Sometimes people leave behind both a revocable living trust and a Will when they die. Usually, in this situation, the Will directs that any remaining property not in the trust be transferred to the trust and then divided among beneficiaries. This kind of a Will is called a Pour-Over Will. An estate-planning attorney can draft a Pour-Over Will in Florida to complement a living, revocable, or irrevocable trust.
Advantages of a Pour-Over Will
A creator of a trust can use a Pour-Over Will to transfer assets to their living trust that they did not transfer when they were still alive. The creator of the trust does this so that those assets are distributed into the living trust before they go through probate. This is because the court no longer recognizes those assets as probate assets but as trusts.
You should know that it takes a long time for assets to go through probate. Pour-Over Wills also help keep private how the property is divided to beneficiaries, which helps reduce the risk of litigation. You can also use a Pour-Over Will to provide for guardians of your minor child as it protects your assets in the event that your trust is found to be invalid or is not in existence when you die.
What are the Cons of a Pour-Over Will?
The main problem with a Pour-Over Will is that, just with any other Will, the assets that pass through the Will must go through probate. That means that the assets the deceased passed to their beneficiaries will become public knowledge. The catch here is that once the assets are transferred to the living trust, no one will know how the trust distributes the assets that were poured into it. You should talk to an estate planning lawyer to find out if there is a probate shortcut in your state for assets in Pour-Over Wills.
Florida Pour Over Will Example
You have to appoint an executor to administer your Pour-Over will after you die. The executor’s only function in this situation will be to transfer the assets or your estate to your trust. After the transfer, the trustee will start distributing these assets to beneficiaries according to the terms of the trust.
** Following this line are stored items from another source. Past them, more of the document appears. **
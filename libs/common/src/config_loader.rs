//! Configuration loading helper functions
//!
//! Layering, lowest priority first: serialized defaults, an optional config
//! file (format chosen by extension), then prefixed environment variables.

use std::path::Path;

use errors::{CanError, Result};
use figment::{
    providers::{Env, Format, Json, Serialized, Toml, Yaml},
    Figment,
};
use serde::{de::DeserializeOwned, Serialize};
use tracing::info;

/// Build the layered figment for a config type
///
/// Nested keys in the environment use `__` as separator, so
/// `CANBENCH_CHANNEL__BITRATE=250000` sets `channel.bitrate`.
pub fn layered_figment<T: Serialize>(
    defaults: &T,
    path: Option<&Path>,
    env_prefix: &str,
) -> Result<Figment> {
    let mut figment = Figment::from(Serialized::defaults(defaults));

    if let Some(path) = path {
        if !path.exists() {
            return Err(CanError::config(format!(
                "config file not found: {}",
                path.display()
            )));
        }

        let extension = path
            .extension()
            .and_then(|s| s.to_str())
            .ok_or_else(|| CanError::config("config file has no extension"))?;

        figment = match extension {
            "json" => figment.merge(Json::file(path)),
            "toml" => figment.merge(Toml::file(path)),
            "yaml" | "yml" => figment.merge(Yaml::file(path)),
            _ => {
                return Err(CanError::config(format!(
                    "Unsupported config format: {}",
                    extension
                )))
            },
        };
        info!("Config file: {}", path.display());
    }

    Ok(figment.merge(Env::prefixed(env_prefix).split("__")))
}

/// Extract a config value from defaults, file and environment
pub fn load_layered<T>(defaults: &T, path: Option<&Path>, env_prefix: &str) -> Result<T>
where
    T: Serialize + DeserializeOwned,
{
    layered_figment(defaults, path, env_prefix)?
        .extract()
        .map_err(|e| CanError::config(format!("Failed to parse config: {}", e)))
}
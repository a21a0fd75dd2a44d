//! CAN signal database
//!
//! Parses DBC schemas into an immutable [`Database`] of [`Message`]s and
//! [`Signal`]s, and converts between physical signal values and payload
//! bytes.
//!
//! ```ignore
//! let db = signal_db::Database::load_file("vehicle.dbc")?;
//! let speed = db.get_message_by_name("VehicleSpeed")?;
//! let payload = speed.encode(&values)?;
//! ```

pub mod bits;
pub mod dbc;
pub mod model;
pub mod source;

pub use bits::{Saturation, SignalLayout};
pub use model::{
    ByteOrder, Database, DecodedSignal, Message, Multiplex, Signal, ValueType, CANFD_MAX_DLEN,
    CAN_MAX_DLEN, MAX_EXTENDED_ID, MAX_STANDARD_ID,
};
In a situation where the beneficiaries are too young, the trustee may continue managing the trust until the minors become adults and can manage the assets on their own. If the beneficiaries are young adults or people who are not responsible with money, the trust terms may include instructions about limiting the amount of money they are allotted every month and so on.
Florida Role of an Executor
The executor is the one who pours the property over in the Pour-Over Will into the trust. In a situation where there is a traditional Will, it is the responsibility of the executor to distribute the assets, pay creditors, and manage the estate during the probate process. In most cases, the amount of wealth that the executor transfers to the trust according to the terms of a Pour–Over Will is actually small. It’s always important to speak with an expert if you’re concerned with the execution of your will – contact us today.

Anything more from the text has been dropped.